本白書は、プログラマティックによる広告施策および効果測定の有効性を周知することを目的に、広告戦略立案・運用などに日常的に携わる200人の日本のマーケターを対象に、第三者調査機であるマクロミルの協力のもとAdRollが実施。統計データは、AdRollが毎日広告配信において処理している150TB以上のデータの統計を引用している。
マーケティング活動が企業の事業成長の直接的な牽引役を担う今日、マーケティング部門には、健全な広告施策評価と適切な予算配分の遂行が求められている。本白書では、日本のマーケターが、企業の売上高における増分(インクリメンタルリフト)」を生み出すために、プログラマティックをどう活用しているかを調査した。
例えば、「マーケティングで成功を収めるためにはアトリビューションが不可欠、あるいは重要」と回答した日本のマーケターは39%だったが、全体の64%のマーケターが「アトリビューションについて知らない」、また「トラッキング方法や測定方法について理解していない」と回答。顧客の購買行動をアトリビューションの観点を踏まえて正確に把握し、効果的な指標(KPI)によってマーケティングキャンペーンを測定、最適化していくことは、データに基づいたマーケティングの基礎だが、今回多くのマーケティングの現場でアトリビューショントラッキングや分析が行われていないことが明らかになった。
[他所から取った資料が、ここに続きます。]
use chrono::{DateTime, NaiveDate, NaiveDateTime, Utc};
use serde::{Deserialize, Serialize};
use strum::{Display, EnumString};
use utoipa::ToSchema;

use crate::model::role::Role;

#[derive(
    Debug, Copy, Clone, Eq, PartialEq, Serialize, Deserialize, Display, EnumString, sqlx::Type,
    ToSchema,
)]
pub enum Designation {
    Developer,
    Designer,
    #[serde(rename = "HR")]
    #[strum(serialize = "HR")]
    #[sqlx(rename = "HR")]
    Hr,
    Manager,
    Other,
}

#[derive(
    Debug, Copy, Clone, Eq, PartialEq, Serialize, Deserialize, Display, EnumString, sqlx::Type,
    ToSchema,
)]
pub enum Gender {
    Male,
    Female,
    Other,
}

/// Directory row for an account, password column excluded. The core reads
/// `salary` and mutates `paid_leaves_available` (leave approval, monthly
/// reset); everything else is profile data.
#[derive(Debug, Clone, Serialize, Deserialize, sqlx::FromRow, ToSchema)]
#[schema(
    example = json!({
        "id": 1,
        "name": "John Doe",
        "email": "john.doe@company.com",
        "employee_code": "EMP-001",
        "role": "Employee",
        "designation": "Developer",
        "salary": 22000.0,
        "dob": "1996-04-12",
        "gender": "Male",
        "profile_image": "default_profile.png",
        "paid_leaves_available": 2,
        "last_paid_leave_reset": "2026-08-01T00:00:00"
    })
)]
pub struct Employee {
    pub id: u64,
    pub name: String,
    pub email: String,
    pub employee_code: String,
    pub role: Role,
    pub designation: Designation,
    pub salary: f64,
    #[schema(example = "1996-04-12", format = "date", value_type = String)]
    pub dob: NaiveDate,
    pub gender: Gender,
    pub profile_image: String,
    pub paid_leaves_available: i64,
    #[schema(format = "date-time", value_type = Option<String>)]
    pub last_paid_leave_reset: Option<NaiveDateTime>,
    #[schema(format = "date-time", value_type = Option<String>)]
    pub created_at: Option<DateTime<Utc>>,
}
一方、プログラマティックへの取り組みとしては、2015年時点で日本のマーケターの26%がオンライン広告予算をプログラマティックに充てており、51%が2016年もその予算の維持する、または拡大する予定と回答。さらにマーケターの30%がプログマティック広告運用の投資利益率(ROI)は従来のメディアバイイングでの運用よりも高いと評価していた。
さらに、日本のマーケターが最も大きな割合のマーケティング予算を配分しているのは新規顧客獲得施策だった。これは米国と同様の傾向だが、米国では新規顧客獲得に成果が出ているマーケティングチャネルの第3位としてプログラマティックが評価されていた。一方、日本では第5位となっており、日本のランキング上位はいまだ従来チャネルによる施策が占めていた。
本白書から、日本にもプログラマティックの時代がすでに到来し、プログラマティックを活用したマーケティングの重要性が確実に高まっていると同時に、マーケターが困難に直面していることが明らかになった。